First lady Michelle Obama told reporters on Tuesday that her husband has finally done it and hasn't inhaled for a year.

The story was first reported by the Associated Press, and it stirred the White House press corps to ask Robert Gibbs about it at his daily briefing.

Stirred? Did it ever! Let's all relive the frenzy of questioning that ensued when MSNBC's Savannah Guthrie came within sight of the sort of story that the White House press corps is uniquely able to cover, penetratingly:

Q We just had a wire cross that said the First Lady said the President has now quit smoking and hasn't smoked in almost a year. Just wonder if you know anything more about that.


MR. GIBBS: I think that goes along with what I said -- I don't remember when we last discussed this.

Q You were pretty vague about it --


Q You said nine months --


Q You said about nine months ago --


MR. GIBBS: No, I said we had --


Q You said nine months ago.


Q You hadn't seen -- yes, you hadn't seen --


MR. GIBBS: No, no, I said he hadn't smoked in nine months.
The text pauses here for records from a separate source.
use std::error::Error;
use std::time::Duration;

use iotdash_core::{ConnectionState, OutboundCommand, Paint, SliderView};
use iotdash_link::{LinkConfig, ReconnectPolicy, Session, SessionEvent, UiEvent};
use iotdash_sim::{router, DeviceSim};
use tokio::net::TcpListener;
use tokio::sync::{broadcast, mpsc};
use tokio::time::{sleep, timeout};

type TestResult<T = ()> = Result<T, Box<dyn Error>>;

async fn serve_sim(listener: TcpListener) -> TestResult<DeviceSim> {
    let sim = DeviceSim::new()?;
    let app = router(sim.clone());
    tokio::spawn(async move {
        let _ = axum::serve(listener, app).await;
    });
    Ok(sim)
}

async fn spawn_sim() -> TestResult<(DeviceSim, u16)> {
    let listener = TcpListener::bind("127.0.0.1:0").await?;
    let port = listener.local_addr()?.port();
    Ok((serve_sim(listener).await?, port))
}

fn config(port: u16) -> LinkConfig {
    LinkConfig {
        page_host: "127.0.0.1:8080".into(),
        control_port: port,
        reconnect: ReconnectPolicy::disabled(),
        ..LinkConfig::default()
    }
}

async fn wait_for<F>(events: &mut broadcast::Receiver<SessionEvent>, mut pred: F) -> TestResult<SessionEvent>
where
    F: FnMut(&SessionEvent) -> bool,
{
    let found = timeout(Duration::from_secs(5), async {
        loop {
            match events.recv().await {
                Ok(event) if pred(&event) => return Ok(event),
                Ok(_) => continue,
                Err(e) => return Err(e),
            }
        }
    })
    .await??;
    Ok(found)
}

async fn wait_until_device<F>(sim: &DeviceSim, mut pred: F) -> TestResult
where
    F: FnMut(&iotdash_sim::Snapshot) -> bool,
{
    timeout(Duration::from_secs(5), async {
        while !pred(&sim.snapshot().await) {
            sleep(Duration::from_millis(10)).await;
        }
    })
    .await?;
    Ok(())
}

#[tokio::test]
async fn open_sends_hello_and_receives_snapshot() -> TestResult {
    let (sim, port) = spawn_sim().await?;
    let mut session = Session::new(config(port));
    session.open().await?;
    assert_eq!(session.connection(), ConnectionState::Open);

    // hello is the only command so far
    timeout(Duration::from_secs(5), async {
        while sim.metrics().commands_total.get() < 1 {
            sleep(Duration::from_millis(10)).await;
        }
    })
    .await?;
    assert_eq!(sim.metrics().commands_total.get(), 1);

    session.send(&OutboundCommand::SetLed1 { value: false }).await?;
    wait_until_device(&sim, |s| !s.led1).await?;
    session.close().await;
    assert_eq!(session.connection(), ConnectionState::Closed);
    Ok(())
}

#[tokio::test]
async fn run_mirrors_snapshot_and_forwards_controls() -> TestResult {
    let (sim, port) = spawn_sim().await?;
    let session = Session::new(config(port));
    let mut events = session.events();
    let (ui_tx, ui_rx) = mpsc::channel(16);
    let task = tokio::spawn(session.run(ui_rx));

    wait_for(&mut events, |e| matches!(e, SessionEvent::Connection(ConnectionState::Open))).await?;
    wait_for(&mut events, |e| {
        matches!(e, SessionEvent::Paint(Paint::Brightness(SliderView { value: 50 })))
    })
    .await?;

    ui_tx.send(UiEvent::Led1Changed(false)).await?;
    wait_until_device(&sim, |s| !s.led1).await?;

    sim.set_pot(64.4).await;
    // the snapshot's own gauge paint may still be queued ahead of this one
    wait_for(&mut events, |e| {
        matches!(e, SessionEvent::Paint(Paint::Gauge(view)) if view.label == "64%")
    })
    .await?;

    drop(ui_tx);
    timeout(Duration::from_secs(5), task).await??;
    Ok(())
}

#[tokio::test]
async fn slider_burst_reaches_device_as_one_command() -> TestResult {
    let (sim, port) = spawn_sim().await?;
    let session = Session::new(config(port));
    let mut events = session.events();
    let (ui_tx, ui_rx) = mpsc::channel(16);
    let task = tokio::spawn(session.run(ui_rx));

    wait_for(&mut events, |e| matches!(e, SessionEvent::Connection(ConnectionState::Open))).await?;

    for v in [10, 20, 30] {
        ui_tx.send(UiEvent::BrightnessInput(v)).await?;
    }
    wait_until_device(&sim, |s| s.brightness == 30).await?;
    sleep(Duration::from_millis(100)).await;

    // hello plus a single set_brightness
    assert_eq!(sim.metrics().commands_total.get(), 2);
    assert_eq!(sim.snapshot().await.brightness, 30);

    drop(ui_tx);
    timeout(Duration::from_secs(5), task).await??;
    Ok(())
}

#[tokio::test]
async fn unreachable_device_keeps_ui_responsive() -> TestResult {
    let port = {
        let listener = std::net::TcpListener::bind("127.0.0.1:0")?;
        listener.local_addr()?.port()
    };
    let session = Session::new(config(port));
    let mut events = session.events();
    let (ui_tx, ui_rx) = mpsc::channel(16);
    let task = tokio::spawn(session.run(ui_rx));

    wait_for(&mut events, |e| matches!(e, SessionEvent::Connection(ConnectionState::Closed))).await?;

    ui_tx.send(UiEvent::Led1Changed(true)).await?;
    wait_for(&mut events, |e| matches!(e, SessionEvent::Paint(Paint::Led1(true)))).await?;

    drop(ui_tx);
    timeout(Duration::from_secs(5), task).await??;
    Ok(())
}

#[tokio::test]
async fn reconnects_once_device_appears() -> TestResult {
    let addr = {
        let listener = std::net::TcpListener::bind("127.0.0.1:0")?;
        listener.local_addr()?
    };
    let mut cfg = config(addr.port());
    cfg.reconnect = ReconnectPolicy {
        max_attempts: 50,
        initial_backoff: Duration::from_millis(20),
        max_backoff: Duration::from_millis(100),
    };
    let session = Session::new(cfg);
    let mut events = session.events();
    let (ui_tx, ui_rx) = mpsc::channel(16);
    let task = tokio::spawn(session.run(ui_rx));

    wait_for(&mut events, |e| matches!(e, SessionEvent::Connection(ConnectionState::Closed))).await?;

    let _sim = serve_sim(TcpListener::bind(addr).await?).await?;
    wait_for(&mut events, |e| matches!(e, SessionEvent::Connection(ConnectionState::Open))).await?;
    wait_for(&mut events, |e| matches!(e, SessionEvent::Paint(Paint::Led1(true)))).await?;

    drop(ui_tx);
    timeout(Duration::from_secs(5), task).await??;
    Ok(())
}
Q Do you know what helped him finally kick the habit?


MR. GIBBS: I don't doubt that the First Lady -- (laughter.) No, no, I don't mean that in a funny way.

Q Has Marvin quit?

MR. GIBBS: Marvin has quit.

Q Have you started?

MR. GIBBS: I have -- (laughter.) I have not, and I --

Q So Marvin quit?

MR. GIBBS: Hold on, let me, let me -- Marvin doesn't smoke. Eugene Kang -- Eugene, I hope you're still not smoking because I just mentioned you. There are number of people that have decided not to --

Q Boehner? (Laughter.)

MR. GIBBS: -- that have decided to make that -- I think -- look, I will say this --

Q Did they do it all together?


MR. GIBBS: They did around the same time. I will say this. I think -- and I didn't mean to be -- I didn't actually mean for what I said about the First Lady to be humorous as much as -- I think that when somebody decides to quit smoking, to try to overcome the physical addiction that they have, they do it not just because they want to, but because others want them to, and because others around them give them the type of encouragement that they need to break what is a tough habit to break.
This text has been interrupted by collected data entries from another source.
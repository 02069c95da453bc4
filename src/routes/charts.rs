use axum::extract::State;
use axum::routing::post;
use axum::{Json, Router};

use crate::error::{AppError, AppResult};
use crate::services::views::{ChartView, ViewRequest};
use crate::state::AppState;

const DEFAULT_HISTOGRAM_BINS: u32 = 40;
const MAX_HISTOGRAM_BINS: u32 = 500;
const DEFAULT_TOP_N: u32 = 10;
const MAX_TOP_N: u32 = 100;

#[derive(Debug, Clone, Copy, PartialEq, Eq, serde::Deserialize, utoipa::ToSchema)]
#[serde(rename_all = "snake_case")]
pub enum ChartKind {
    Line,
    Histogram,
    Categories,
}

#[derive(Debug, Clone, serde::Deserialize, utoipa::ToSchema)]
pub struct ChartViewParams {
    pub column: String,
    pub kind: ChartKind,
    #[serde(default)]
    pub bins: Option<u32>,
    #[serde(default)]
    pub top_n: Option<u32>,
}

#[utoipa::path(
    post,
    path = "/api/charts/view",
    request_body = ChartViewParams,
    responses(
        (status = 200, description = "Derived view built", body = ChartView),
        (status = 400, description = "Unknown column or invalid parameters"),
        (status = 409, description = "No table loaded yet"),
    )
)]
pub(crate) async fn chart_view_handler(
    State(state): State<AppState>,
    Json(params): Json<ChartViewParams>,
) -> AppResult<Json<ChartView>> {
    let resolved = state
        .pipeline
        .resolved()
        .ok_or_else(|| AppError::conflict("no table loaded; POST /api/load first"))?;

    let request = match params.kind {
        ChartKind::Line => ViewRequest::Aggregate,
        ChartKind::Histogram => ViewRequest::Histogram {
            bins: params
                .bins
                .unwrap_or(DEFAULT_HISTOGRAM_BINS)
                .clamp(1, MAX_HISTOGRAM_BINS),
        },
        ChartKind::Categories => ViewRequest::TopCategories {
            keep: params
                .top_n
                .unwrap_or(DEFAULT_TOP_N)
                .clamp(1, MAX_TOP_N),
        },
    };

    let chart = state
        .views
        .build(&resolved.table, &params.column, request)
        .await?;
    Ok(Json(chart))
}

pub fn router() -> Router<AppState> {
    Router::new().route("/charts/view", post(chart_view_handler))
}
Pulitzers for everyone, immediately!

Of course, whether or not Obama has actually quit smoking is something of a mystery. Who's to say he's not sneaking a coffin nail here and there? How do we know that there already isn't some secret "smoking knoll" on the White House grounds? And even though he is as skilled a stalker of the president as anyone, can we really count on White House photographer Pete Souza to disclose what he knows about the president's smoking habits? Probably not.

As The Atlantic helpfully points out, this is a matter of great importance to the horse race politics of this post-2010 election era:

Obama's seeming choice to quit smoking is in contrast to his chief Republican opponent, House Speaker John Boehner of Ohio, who is also a smoker.
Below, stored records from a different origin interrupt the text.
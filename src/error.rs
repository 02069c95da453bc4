use crate::services::acquire::LoadError;
use crate::services::export::ExportError;
use crate::services::views::ViewError;
use axum::http::StatusCode;
use axum::response::{IntoResponse, Response};

#[derive(Debug)]
pub struct AppError {
    pub status: StatusCode,
    pub message: String,
}

impl AppError {
    pub fn new(status: StatusCode, message: impl Into<String>) -> Self {
        Self {
            status,
            message: message.into(),
        }
    }

    pub fn bad_request(message: impl Into<String>) -> Self {
        Self::new(StatusCode::BAD_REQUEST, message)
    }

    pub fn conflict(message: impl Into<String>) -> Self {
        Self::new(StatusCode::CONFLICT, message)
    }
}

impl IntoResponse for AppError {
    fn into_response(self) -> Response {
        (self.status, self.message).into_response()
    }
}

pub type AppResult<T> = Result<T, AppError>;

impl From<LoadError> for AppError {
    fn from(err: LoadError) -> Self {
        let status = match &err {
            LoadError::Connection(_) => StatusCode::SERVICE_UNAVAILABLE,
            LoadError::NoDataAvailable | LoadError::EmptyResult(_) => StatusCode::NOT_FOUND,
            LoadError::RemoteFetch(_) => StatusCode::BAD_GATEWAY,
        };
        tracing::error!(error = %err, status = %status, "load error");
        let message = match &err {
            LoadError::NoDataAvailable | LoadError::EmptyResult(_) => {
                format!("{err}; retry with source=demo for synthetic data")
            }
            _ => err.to_string(),
        };
        Self::new(status, message)
    }
}

impl From<ViewError> for AppError {
    fn from(err: ViewError) -> Self {
        let status = match &err {
            ViewError::Engine(_) => StatusCode::INTERNAL_SERVER_ERROR,
            _ => StatusCode::BAD_REQUEST,
        };
        tracing::error!(error = %err, status = %status, "chart view error");
        Self::new(status, err.to_string())
    }
}

impl From<ExportError> for AppError {
    fn from(err: ExportError) -> Self {
        let status = match &err {
            ExportError::NoDataToExport => StatusCode::NOT_FOUND,
            ExportError::UnknownTable(_) => StatusCode::BAD_REQUEST,
            ExportError::Engine(_) | ExportError::Serialize(_) => {
                StatusCode::INTERNAL_SERVER_ERROR
            }
        };
        tracing::error!(error = %err, status = %status, "export error");
        Self::new(status, err.to_string())
    }
}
Have we finally stumbled upon a way to "contrast" Barack Obama and John Boehner? We are looking into this.

Not to get all Doris Kearns Goodwin on you, but the president's smoking habits are a matter of grave historical concern. See, way back when, President Ronald Reagan was a smoker. To help him cope with kicking the habit in his first term in office, he turned to jellybeans. And, as Ben Quayle pointed out, those jellybeans were the source of Reagan's optimistic power and wholesale representations of the "uniqueness and greatness of America."

So, who's to say what could have happened if Reagan had remained a smoker? (Probably Ben Quayle would have written about how the various chemicals and carcinogens contained in each cigarette were "different and special in its own way, but collectively they blended in harmony," as a cancerous paste on the lungs of America.)